Finix’s product has seen rapid adoption, and has strong momentum in its pipeline.

Finix has demonstrated a number of critical elements of commercial traction in its seed phase, winning deals with scaled software players, emerging software players, processors, and banks. Lightspeed, for example, recently partnered with Finix to help launch ‘Lightspeed Payments.’ In Lightspeed ’s S1, the company touts the benefits of becoming a payment facilitator, specifically outlining the jump in its fees from a 0.25 percent referral fee of the transactions processed to a 0.65 percent take rate. Payment processors have, and intend to continue, leveraging Finix to enable their end clients to become payfacs. Even banks are customers of Finix, as they realize the need to adopt this type of technology to compete more effectively with tech-enabled processors.

Strong team with highly distinctive domain expertise.

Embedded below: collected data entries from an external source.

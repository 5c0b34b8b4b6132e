// src/handlers/notification.rs

use axum::{
    Extension, Json,
    extract::{Path, Query, State},
    http::StatusCode,
    response::IntoResponse,
};
use serde_json::json;
use sqlx::PgPool;

use crate::{
    error::AppError,
    models::comment::{Notification, NotificationListParams},
    utils::jwt::Claims,
};

/// List the current user's notifications, newest first.
pub async fn list_notifications(
    State(pool): State<PgPool>,
    Extension(claims): Extension<Claims>,
    Query(params): Query<NotificationListParams>,
) -> Result<impl IntoResponse, AppError> {
    let limit = params.limit.unwrap_or(50).min(200);

    let notifications = if params.unread.unwrap_or(false) {
        sqlx::query_as::<_, Notification>(
            r#"
            SELECT id, recipient_id, sender_id, kind, target_kind, target_id, message, is_read, created_at
            FROM notifications
            WHERE recipient_id = $1 AND NOT is_read
            ORDER BY created_at DESC
            LIMIT $2
            "#,
        )
        .bind(claims.user_id())
        .bind(limit)
        .fetch_all(&pool)
        .await?
    } else {
        sqlx::query_as::<_, Notification>(
            r#"
            SELECT id, recipient_id, sender_id, kind, target_kind, target_id, message, is_read, created_at
            FROM notifications
            WHERE recipient_id = $1
            ORDER BY created_at DESC
            LIMIT $2
            "#,
        )
        .bind(claims.user_id())
        .bind(limit)
        .fetch_all(&pool)
        .await?
    };

    Ok(Json(notifications))
}

/// Count of unread notifications, for the badge.
pub async fn unread_count(
    State(pool): State<PgPool>,
    Extension(claims): Extension<Claims>,
) -> Result<impl IntoResponse, AppError> {
    let count: i64 = sqlx::query_scalar(
        "SELECT COUNT(*) FROM notifications WHERE recipient_id = $1 AND NOT is_read",
    )
    .bind(claims.user_id())
    .fetch_one(&pool)
    .await?;

    Ok(Json(json!({ "unread": count })))
}

/// Mark one notification read. Only the recipient's own.
pub async fn mark_read(
    State(pool): State<PgPool>,
    Extension(claims): Extension<Claims>,
    Path(id): Path<i64>,
) -> Result<impl IntoResponse, AppError> {
    let result = sqlx::query(
        "UPDATE notifications SET is_read = TRUE WHERE id = $1 AND recipient_id = $2",
    )
    .bind(id)
    .bind(claims.user_id())
    .execute(&pool)
    .await?;

    if result.rows_affected() == 0 {
        return Err(AppError::NotFound("Notification not found".to_string()));
    }

    Ok(StatusCode::OK)
}

/// Mark all of the current user's notifications read.
pub async fn mark_all_read(
    State(pool): State<PgPool>,
    Extension(claims): Extension<Claims>,
) -> Result<impl IntoResponse, AppError> {
    let result = sqlx::query(
        "UPDATE notifications SET is_read = TRUE WHERE recipient_id = $1 AND NOT is_read",
    )
    .bind(claims.user_id())
    .execute(&pool)
    .await?;

    Ok(Json(json!({ "marked": result.rows_affected() })))
}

With Finix, we were fortunate to work with two co-founders who have a deep and comprehensive view of the payments landscape. There are relatively few startups that have built a full-stack, modern payment gateway — a list that would include Stripe, Braintree/Paypal, WePay, and Balanced. Finix has two of the key Balanced team members. Specifically, Finix Co-founder and CEO Richie Serna was previously an engineer at Balanced. Finix Co-founder and COO Sean Donovan was COO of Klarna US and previously worked at Vantiv/Worldpay while they invented the payfac model.

We are honored to add Finix to the Bain Capital Ventures portfolio, which encompasses a notable number payments software companies including: Passport (parking and payments software for the transportation industry), Flywire (higher education payments software), AvidXchange (automated bill payment and AP solutions), Signifyd (guaranteed payments fraud protection for retailers), Billtrust (automated PCM and AR payment management solutions), and Booker (service management software).

The opportunities ahead for software companies are many. We couldn’t be more excited to partner with Richie, Sean, the entire Finix team, and a stellar group of co-investors including Insight Partners, Aspect Ventures, Homebrew Ventures, Precursor Ventures, Act One Ventures, and Visa to drive the revolution of software companies becoming payment facilitators.